> REQUIRED WORK: Each line below either holds the string "while" or doesn't. Count those that do and give only the number.

[Collected data entries]
_ _ _ _ _ _ _

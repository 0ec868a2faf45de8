//! # Shared sensor state
//!
//! Producers (sensor clients) and the control loop share one `SensorState`. It holds a slot per
//! source containing the latest normalised sample and a sequence number which is bumped on every
//! write. A slot holds "new data" while its sequence number differs from the one last consumed by
//! the control loop.
//!
//! Each slot is guarded by its own mutex. Only the source's producer writes a slot and only the
//! control loop marks it consumed, so no global lock is needed.

// ------------------------------------------------------------------------------------------------
// IMPORTS
// ------------------------------------------------------------------------------------------------

use std::sync::{Mutex, MutexGuard};

use log::{trace, warn};
use serde::Serialize;

use crate::norm::{
    DisplacementSample, HeadingNormaliser, HeadingSample, MarkerNormaliser, MarkerObservation,
    NormError, Params as NormParams,
};
use comms_if::eqpt::{
    marker::MarkerDetections,
    odom::{Displacement, Heading},
};

// ------------------------------------------------------------------------------------------------
// STRUCTS
// ------------------------------------------------------------------------------------------------

/// Latest sample from one source.
#[derive(Debug)]
struct Slot<T> {
    sample: Option<T>,

    /// Incremented on every write
    seq: u64,

    /// Sequence number of the last sample consumed by the control loop
    consumed_seq: u64,
}

/// A source's slot along with the normaliser applied on the write path.
#[derive(Debug)]
struct Channel<T, N> {
    slot: Slot<T>,
    norm: N,
}

/// State shared between the sensor producers and the control loop.
#[derive(Debug)]
pub struct SensorState {
    marker: Mutex<Channel<MarkerObservation, MarkerNormaliser>>,
    displacement: Mutex<Slot<DisplacementSample>>,
    heading: Mutex<Channel<HeadingSample, HeadingNormaliser>>,
}

/// A copy of the new data held by each slot, taken at the start of a control cycle.
///
/// Sources with no new data since they were last consumed are `None`.
#[derive(Debug, Clone, Default)]
pub struct SensorSnapshot {
    pub marker: Option<MarkerObservation>,
    pub displacement: Option<DisplacementSample>,
    pub heading: Option<HeadingSample>,

    marker_seq: u64,
    displacement_seq: u64,
    heading_seq: u64,
}

/// Which sources currently hold new data.
#[derive(Debug, Clone, Copy, Default, PartialEq, Eq, Serialize)]
pub struct NewDataFlags {
    pub marker: bool,
    pub displacement: bool,
    pub heading: bool,
}

// ------------------------------------------------------------------------------------------------
// ENUMS
// ------------------------------------------------------------------------------------------------

/// A raw sample from any of the sensor streams.
#[derive(Debug, Clone)]
pub enum SensorMsg {
    Marker(MarkerDetections),
    Displacement(Displacement),
    Heading(Heading),
}

// ------------------------------------------------------------------------------------------------
// IMPLS
// ------------------------------------------------------------------------------------------------

impl<T: Clone> Slot<T> {
    fn new() -> Self {
        Self {
            sample: None,
            seq: 0,
            consumed_seq: 0,
        }
    }

    fn write(&mut self, sample: T) {
        self.sample = Some(sample);
        self.seq += 1;
    }

    fn is_new(&self) -> bool {
        self.seq != self.consumed_seq
    }

    /// Read the sample if it's new, along with the sequence number it was read at.
    fn read(&self) -> (Option<T>, u64) {
        match self.is_new() {
            true => (self.sample.clone(), self.seq),
            false => (None, self.seq),
        }
    }

    /// Mark everything up to `seq` as consumed. Samples written after `seq` stay new.
    fn consume(&mut self, seq: u64) {
        if seq > self.consumed_seq {
            self.consumed_seq = seq;
        }
    }
}

impl SensorState {
    /// Create an empty sensor state. The normalisers start with no bias latched.
    pub fn new(norm_params: &NormParams) -> Result<Self, NormError> {
        Ok(Self {
            marker: Mutex::new(Channel {
                slot: Slot::new(),
                norm: MarkerNormaliser::new(norm_params)?,
            }),
            displacement: Mutex::new(Slot::new()),
            heading: Mutex::new(Channel {
                slot: Slot::new(),
                norm: HeadingNormaliser::new(),
            }),
        })
    }

    // ---- PRODUCER INTERFACE ----

    /// Push a raw sample from any stream.
    ///
    /// Invalid samples are dropped with a warning and the slot is left untouched.
    pub fn push(&self, msg: SensorMsg) -> Result<(), NormError> {
        let result = match msg {
            SensorMsg::Marker(ref d) => self.push_marker(d),
            SensorMsg::Displacement(ref d) => self.push_displacement(d),
            SensorMsg::Heading(ref h) => self.push_heading(h),
        };

        if let Err(ref e) = result {
            warn!("Dropping invalid sensor sample: {}", e);
        }

        result
    }

    pub fn push_marker(&self, dets: &MarkerDetections) -> Result<(), NormError> {
        let mut chan = lock(&self.marker);
        let obs = chan.norm.normalise(dets)?;
        chan.slot.write(obs);

        trace!("Marker sample {} (visible: {})", chan.slot.seq, obs.visible);
        Ok(())
    }

    pub fn push_displacement(&self, disp: &Displacement) -> Result<(), NormError> {
        let sample = DisplacementSample::from_displacement(disp)?;
        let mut slot = lock(&self.displacement);
        slot.write(sample);

        trace!("Displacement sample {}", slot.seq);
        Ok(())
    }

    pub fn push_heading(&self, heading: &Heading) -> Result<(), NormError> {
        let mut chan = lock(&self.heading);
        let sample = chan.norm.normalise(heading)?;
        chan.slot.write(sample);

        trace!("Heading sample {}", chan.slot.seq);
        Ok(())
    }

    // ---- CONSUMER INTERFACE ----

    /// Copy the new data out of every slot.
    ///
    /// Each slot is copied under its own lock, so a producer writing concurrently can never cause
    /// a torn read of a sample.
    pub fn snapshot(&self) -> SensorSnapshot {
        let (marker, marker_seq) = lock(&self.marker).slot.read();
        let (displacement, displacement_seq) = lock(&self.displacement).read();
        let (heading, heading_seq) = lock(&self.heading).slot.read();

        SensorSnapshot {
            marker,
            displacement,
            heading,
            marker_seq,
            displacement_seq,
            heading_seq,
        }
    }

    /// Mark the samples captured in `snapshot` as consumed.
    ///
    /// Samples which arrived after the snapshot was taken remain new.
    pub fn consume(&self, snapshot: &SensorSnapshot) {
        lock(&self.marker).slot.consume(snapshot.marker_seq);
        lock(&self.displacement).consume(snapshot.displacement_seq);
        lock(&self.heading).slot.consume(snapshot.heading_seq);
    }

    /// Which slots currently hold new data.
    pub fn new_data_flags(&self) -> NewDataFlags {
        NewDataFlags {
            marker: lock(&self.marker).slot.is_new(),
            displacement: lock(&self.displacement).is_new(),
            heading: lock(&self.heading).slot.is_new(),
        }
    }
}

impl SensorSnapshot {
    /// The new marker observation, if one arrived and a marker was in view.
    pub fn visible_marker(&self) -> Option<&MarkerObservation> {
        self.marker.as_ref().filter(|m| m.visible)
    }

    /// The dead reckoning pair, if both displacement and heading arrived.
    pub fn dead_reckoning(&self) -> Option<(&DisplacementSample, &HeadingSample)> {
        match (&self.displacement, &self.heading) {
            (Some(d), Some(h)) => Some((d, h)),
            _ => None,
        }
    }

    /// True if no source had new data when the snapshot was taken.
    pub fn is_empty(&self) -> bool {
        self.marker.is_none() && self.displacement.is_none() && self.heading.is_none()
    }

    pub fn flags(&self) -> NewDataFlags {
        NewDataFlags {
            marker: self.marker.is_some(),
            displacement: self.displacement.is_some(),
            heading: self.heading.is_some(),
        }
    }
}

// ------------------------------------------------------------------------------------------------
// FUNCTIONS
// ------------------------------------------------------------------------------------------------

/// Lock a slot, recovering the data if a producer panicked while holding the lock.
///
/// Slots are only ever overwritten whole, so a poisoned slot still holds a consistent sample.
fn lock<T>(m: &Mutex<T>) -> MutexGuard<T> {
    m.lock().unwrap_or_else(|e| e.into_inner())
}

#[cfg(test)]
mod test {
    use super::*;

    fn state() -> SensorState {
        SensorState::new(&NormParams::default()).unwrap()
    }

    #[test]
    fn test_empty_state() {
        let s = state();
        let snap = s.snapshot();

        assert_eq!(snap.flags(), NewDataFlags::default());
        assert!(snap.is_empty());
        assert!(snap.visible_marker().is_none());
        assert!(snap.dead_reckoning().is_none());
    }

    #[test]
    fn test_consume_clears_flags() {
        let s = state();
        s.push_displacement(&Displacement::new([1.0, 2.0, 0.0])).unwrap();
        s.push_heading(&Heading::from_yaw(0.3)).unwrap();

        let snap = s.snapshot();
        assert!(snap.dead_reckoning().is_some());
        assert_eq!(
            s.new_data_flags(),
            NewDataFlags {
                marker: false,
                displacement: true,
                heading: true
            }
        );

        // Snapshot alone does not alter the flags
        let _ = s.snapshot();
        assert!(s.new_data_flags().displacement);

        s.consume(&snap);
        assert_eq!(s.new_data_flags(), NewDataFlags::default());
        assert!(s.snapshot().dead_reckoning().is_none());
    }

    #[test]
    fn test_late_arrival_survives_consume() {
        let s = state();
        s.push_displacement(&Displacement::new([1.0, 0.0, 0.0])).unwrap();
        let snap = s.snapshot();

        // New sample arrives between snapshot and consume
        s.push_displacement(&Displacement::new([2.0, 0.0, 0.0])).unwrap();
        s.consume(&snap);

        let next = s.snapshot();
        assert_eq!(next.displacement.unwrap().position_m_inr[0], 2.0);
    }

    #[test]
    fn test_invalid_sample_dropped() {
        let s = state();
        assert!(s
            .push(SensorMsg::Displacement(Displacement::new([std::f64::NAN, 0.0, 0.0])))
            .is_err());
        assert!(s.push(SensorMsg::Heading(Heading::new([0.0; 4]))).is_err());
        assert_eq!(s.new_data_flags(), NewDataFlags::default());
    }

    #[test]
    fn test_marker_not_visible_is_new_but_unusable() {
        let s = state();
        s.push(SensorMsg::Marker(MarkerDetections::none())).unwrap();

        let snap = s.snapshot();
        assert!(snap.flags().marker);
        assert!(!snap.is_empty());
        assert!(snap.visible_marker().is_none());
    }
}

_ _ _ _ _ _ _

> SOLUTION FOR THIS EXERCISE: 2